After having sublimated the art and craft of so many, often obscurely talented directors, Dante’s signature has become a source of inspiration in its own right (look no further than Netflix’s latest hit, Stranger Things, highly indebted to Dante’s Explorers [1985]). Yet pastiche doesn’t do justice to his refined sense for cannibalistic intertextuality, to his critical re-imagining of cinema’s ghosts, monsters and lessons. An exemplary film in this respect is one of Dante’s masterpieces, Matinee (1993), a heartfelt homage to the B-movie impresarios and visionary mavericks, from William Castle to Roger Corman. Our hero, a small-time film distributor with a knack for promotional tricks, releases his latest flick during the Cuban Missiles Crisis. The two seemingly unrealted events will come to closely depend on each other…

Here, the director celebrates the inventive and delirious joy of cinema, in its lowliest yet most audacious forms, against the threat of nuclear annihilation. Dante distils the love that literally changed his life into a liberatory poem on the euphoric and therefore uncontrollable energy that cinema can exert on its audience. Matinee is, and will forever be, one of the most authentic renditions of what it actually means to believe in cinema. In Dante’s case, though, the love for cinema is something that propels him and his audience to action, it’s not a fetishistic obsession or an encyclopedic mania that exhausts itself into a sect. The bunker where everyone hides from irrational, manufactured fears is blown apart in Matinee to liberate the spectator from its own passivity. The marginal and the minority in his films are never self-congratulatory, but always antagonistically engaged with the mainstream. Dante’s intellectual and affective dimension can also be observed in the films he chose to accompany his retrospective, films that exceeds limits and expectations, often rescued from oblivion. Like the charming The Smallest Show on Earth (1957), about the struggle of a small movie theatre, or the back and white psychedelia of Confessions of an Opium Eater (1962), directed by Touch of Evil producer Albert Zugsmith.

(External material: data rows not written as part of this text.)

//! Scripted provider: replays queued responses in order.
//!
//! Every prompt it receives is recorded so tests can assert on what an agent
//! actually sent. Clones share the same queue and log.

use std::collections::VecDeque;
use std::sync::{Arc, Mutex, MutexGuard};

use crate::llm::providers::dummy::hashed_embedding;
use crate::llm::{CompletionRequest, LlmResponse, ProviderError};

#[derive(Debug, Clone, Default)]
pub struct ScriptedProvider {
    responses: Arc<Mutex<VecDeque<String>>>,
    requests: Arc<Mutex<Vec<CompletionRequest>>>,
}

fn lock<T>(m: &Mutex<T>) -> MutexGuard<'_, T> {
    m.lock().unwrap_or_else(|poisoned| poisoned.into_inner())
}

impl ScriptedProvider {
    pub fn new<I, S>(responses: I) -> Self
    where
        I: IntoIterator<Item = S>,
        S: Into<String>,
    {
        Self {
            responses: Arc::new(Mutex::new(responses.into_iter().map(Into::into).collect())),
            requests: Arc::new(Mutex::new(Vec::new())),
        }
    }

    /// Append another response to the queue.
    pub fn push(&self, response: impl Into<String>) {
        lock(&self.responses).push_back(response.into());
    }

    /// Prompts received so far, oldest first.
    pub fn prompts(&self) -> Vec<String> {
        lock(&self.requests).iter().map(|r| r.prompt.clone()).collect()
    }

    /// Full requests received so far, oldest first.
    pub fn requests(&self) -> Vec<CompletionRequest> {
        lock(&self.requests).clone()
    }

    pub fn remaining(&self) -> usize {
        lock(&self.responses).len()
    }

    pub async fn complete(&self, request: &CompletionRequest) -> Result<LlmResponse, ProviderError> {
        lock(&self.requests).push(request.clone());
        let next = lock(&self.responses).pop_front();
        match next {
            Some(text) => Ok(LlmResponse { text, usage: None }),
            None => Err(ProviderError::Request("scripted responses exhausted".into())),
        }
    }

    pub async fn embed(&self, inputs: &[String]) -> Result<Vec<Vec<f32>>, ProviderError> {
        Ok(inputs.iter().map(|s| hashed_embedding(s)).collect())
    }
}

#[cfg(test)]
mod tests {
    use super::*;

    #[tokio::test]
    async fn replays_in_order_then_errors() {
        let p = ScriptedProvider::new(["first", "second"]);
        assert_eq!(p.complete(&CompletionRequest::new("a")).await.unwrap().text, "first");
        assert_eq!(p.complete(&CompletionRequest::new("b")).await.unwrap().text, "second");
        let err = p.complete(&CompletionRequest::new("c")).await.unwrap_err();
        assert!(err.to_string().contains("exhausted"));
        assert_eq!(p.prompts(), vec!["a", "b", "c"]);
    }

    #[tokio::test]
    async fn clones_share_state() {
        let p = ScriptedProvider::new(Vec::<String>::new());
        let q = p.clone();
        q.push("late");
        assert_eq!(p.remaining(), 1);
        let req = CompletionRequest::new("x").system("sys");
        assert_eq!(p.complete(&req).await.unwrap().text, "late");
        assert_eq!(q.requests()[0].system.as_deref(), Some("sys"));
    }
}
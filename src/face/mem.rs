// SPDX-License-Identifier: AGPL-3.0-or-later
// Copyright (C) 2012-2025 Andrei Maltsev

use std::sync::{
    Arc, RwLock,
    atomic::{AtomicU64, Ordering},
};

use anyhow::{Result, bail};
use dashmap::DashMap;
use tokio::time::sleep;
use tokio_util::sync::CancellationToken;
use tracing::{debug, warn};

use crate::{
    face::{EventSender, Face, FaceEvent, InterestSender, PendingId, interest_matches},
    models::{data::Data, interest::Interest, name::Name},
};

/// Verdict of a link hook for one packet in flight.
pub type InterestHook = dyn Fn(&Interest) -> bool + Send + Sync;
pub type DataHook = dyn Fn(Data) -> Option<Data> + Send + Sync;

#[derive(Debug)]
struct PendingEntry {
    interest: Interest,
    reply: EventSender,
    owner: u64,
}

/// An in-process forwarder connecting consumer and producer contexts running
/// in the same process.
///
/// One [`MemLink`] is the shared "wire"; [`MemLink::face`] hands out face
/// endpoints. Requests are routed to the longest registered prefix; each
/// expression carries its own lifetime timer. Test hooks can drop or rewrite
/// packets in flight.
pub struct MemLink {
    pending: DashMap<PendingId, PendingEntry>,
    filters: RwLock<Vec<(Name, InterestSender)>>,
    next_id: AtomicU64,
    next_owner: AtomicU64,
    cancel: CancellationToken,
    refuse_registrations: RwLock<bool>,
    interest_hook: RwLock<Option<Box<InterestHook>>>,
    data_hook: RwLock<Option<Box<DataHook>>>,
}

impl Default for MemLink {
    fn default() -> Self {
        MemLink::new()
    }
}

impl MemLink {
    pub fn new() -> Self {
        MemLink {
            pending: DashMap::new(),
            filters: RwLock::new(Vec::new()),
            next_id: AtomicU64::new(1),
            next_owner: AtomicU64::new(1),
            cancel: CancellationToken::new(),
            refuse_registrations: RwLock::new(false),
            interest_hook: RwLock::new(None),
            data_hook: RwLock::new(None),
        }
    }

    /// A new face endpoint on this link.
    pub fn face(self: &Arc<Self>) -> MemFace {
        MemFace {
            link: Arc::clone(self),
            owner: self.next_owner.fetch_add(1, Ordering::SeqCst),
        }
    }

    /// Drops every pending request and stops all timers.
    pub fn shutdown(&self) {
        self.cancel.cancel();
        self.pending.clear();
    }

    /// Makes subsequent prefix registrations fail (test hook).
    pub fn refuse_registrations(&self, refuse: bool) {
        *self.refuse_registrations.write().expect("lock poisoned") = refuse;
    }

    /// Installs a hook deciding whether each forwarded request is delivered.
    pub fn set_interest_hook(
        &self,
        hook: impl Fn(&Interest) -> bool + Send + Sync + 'static,
    ) {
        *self.interest_hook.write().expect("lock poisoned") = Some(Box::new(hook));
    }

    /// Installs a hook that may drop or rewrite each response in flight.
    pub fn set_data_hook(
        &self,
        hook: impl Fn(Data) -> Option<Data> + Send + Sync + 'static,
    ) {
        *self.data_hook.write().expect("lock poisoned") = Some(Box::new(hook));
    }

    fn route_interest(&self, interest: &Interest) {
        let delivered = {
            let hook = self.interest_hook.read().expect("lock poisoned");
            hook.as_ref().is_none_or(|hook| hook(interest))
        };
        if !delivered {
            debug!("link dropped interest {}", interest.name);
            return;
        }

        let filters = self.filters.read().expect("lock poisoned");
        let target = filters
            .iter()
            .filter(|(prefix, _)| prefix.is_prefix_of(&interest.data_name()))
            .max_by_key(|(prefix, _)| prefix.len());

        match target {
            Some((prefix, tx)) => {
                if tx.send(interest.clone()).is_err() {
                    warn!("filter for {prefix} is gone, dropping {}", interest.name);
                }
            },
            None => debug!("no filter for {}", interest.name),
        }
    }

    fn deliver(&self, data: Data) {
        let data = {
            let hook = self.data_hook.read().expect("lock poisoned");
            match hook.as_ref() {
                Some(hook) => match hook(data) {
                    Some(data) => data,
                    None => return,
                },
                None => data,
            }
        };

        let matching: Vec<PendingId> = self
            .pending
            .iter()
            .filter(|entry| interest_matches(&entry.interest, &data))
            .map(|entry| *entry.key())
            .collect();

        for id in matching {
            if let Some((_, entry)) = self.pending.remove(&id) {
                let event = FaceEvent::Data {
                    interest: entry.interest,
                    data: data.clone(),
                };
                let _ = entry.reply.send(event);
            }
        }
    }
}

/// One endpoint of a [`MemLink`].
#[derive(Clone)]
pub struct MemFace {
    link: Arc<MemLink>,
    owner: u64,
}

impl Face for MemFace {
    fn express_interest(
        &self,
        interest: Interest,
        reply: EventSender,
    ) -> Result<PendingId> {
        if self.link.cancel.is_cancelled() {
            bail!("link is shut down");
        }

        let id = self.link.next_id.fetch_add(1, Ordering::SeqCst);
        let lifetime = interest.lifetime;
        self.link.pending.insert(
            id,
            PendingEntry {
                interest: interest.clone(),
                reply,
                owner: self.owner,
            },
        );

        // lifetime timer: fires only if the entry is still pending
        let link = Arc::clone(&self.link);
        let cancel = self.link.cancel.clone();
        tokio::spawn(async move {
            tokio::select! {
                _ = cancel.cancelled() => {},
                _ = sleep(lifetime) => {
                    if let Some((_, entry)) = link.pending.remove(&id) {
                        debug!("interest {} timed out", entry.interest.name);
                        let _ = entry.reply.send(FaceEvent::Timeout {
                            interest: entry.interest,
                        });
                    }
                },
            }
        });

        self.link.route_interest(&interest);
        Ok(id)
    }

    fn remove_pending_interest(&self, id: PendingId) {
        self.link.pending.remove(&id);
    }

    fn remove_all_pending_interests(&self) {
        self.link
            .pending
            .retain(|_, entry| entry.owner != self.owner);
    }

    fn register_prefix(&self, prefix: Name, incoming: InterestSender) -> Result<()> {
        if *self.link.refuse_registrations.read().expect("lock poisoned") {
            bail!("registration refused for {prefix}");
        }
        let mut filters = self.link.filters.write().expect("lock poisoned");
        if filters.iter().any(|(existing, _)| *existing == prefix) {
            bail!("prefix {prefix} is already registered");
        }
        filters.push((prefix, incoming));
        Ok(())
    }

    fn put(&self, data: Data) -> Result<()> {
        if self.link.cancel.is_cancelled() {
            bail!("link is shut down");
        }
        self.link.deliver(data);
        Ok(())
    }
}
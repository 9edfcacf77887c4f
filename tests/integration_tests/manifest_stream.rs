// SPDX-License-Identifier: AGPL-3.0-or-later
// Copyright (C) 2012-2025 Andrei Maltsev

use std::{
    collections::HashMap,
    str::FromStr,
    sync::{
        Arc, Mutex,
        atomic::{AtomicUsize, Ordering},
    },
};

use anyhow::Result;
use ndn_transfer_rs::{consumer::context::RetrievalMode, models::name::Name};

use super::common::{
    consumer_config, consumer_on, link, payload, producer_config, producer_on,
};

#[tokio::test(flavor = "multi_thread", worker_threads = 2)]
async fn test_manifest_bound_stream_verifies_without_extra_traffic() -> Result<()> {
    let link = link();

    let mut cfg = producer_config("/video")?;
    cfg.data_packet_size = 1024;
    cfg.fast_signing = true;
    cfg.validate_and_normalize()?;
    let mut producer = producer_on(&link, cfg);
    producer.attach()?;

    // on the order of a hundred data segments, several manifests
    let input = payload(70_000);
    let suffix = Name::from_str("/clip")?;
    let emitted = producer.produce(&suffix, &input)?;
    assert!(emitted >= 100, "expected a long manifest-chained stream");

    let requests: Arc<Mutex<HashMap<u64, u32>>> = Arc::new(Mutex::new(HashMap::new()));
    {
        let requests = Arc::clone(&requests);
        link.set_interest_hook(move |interest| {
            if let Some(seg) = interest.data_name().trailing_segment() {
                *requests.lock().expect("lock").entry(seg).or_insert(0) += 1;
            }
            true
        });
    }

    let mut consumer =
        consumer_on(&link, consumer_config("/video")?, RetrievalMode::Reliable);

    let manifests_seen = Arc::new(AtomicUsize::new(0));
    {
        let manifests_seen = Arc::clone(&manifests_seen);
        consumer.callbacks_mut().manifest_enter_cntx = Some(Box::new(move |manifest| {
            assert!(!manifest.is_empty(), "manifests carry catalogue entries");
            manifests_seen.fetch_add(1, Ordering::SeqCst);
        }));
    }

    let content = consumer.consume(suffix).await?;
    assert_eq!(content, input);
    assert!(
        manifests_seen.load(Ordering::SeqCst) >= 2,
        "the chain holds several manifests"
    );

    // manifest verification consumed no extra network traffic: every
    // segment (manifest or data) crossed the link exactly once
    let requests = requests.lock().expect("lock");
    assert_eq!(requests.len() as u64, emitted);
    for (seg, count) in requests.iter() {
        assert_eq!(*count, 1, "segment {seg} requested more than once");
    }
    Ok(())
}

And again the Shakespearian slasher Theatre of Blood (1973), where a circle of critics is cruelly killed by Vincent Price, as an unheralded actor, or the magisterial A Bucket of Blood (1959), by Roger Corman.

Belatedly, Joe Dante is receiving a much-deserved retrospective which will by no means enshrine his art into an ossified monument but will liberate the almost clandestine energy that has always animated his career. A career spent serving the public and not those who profit from them.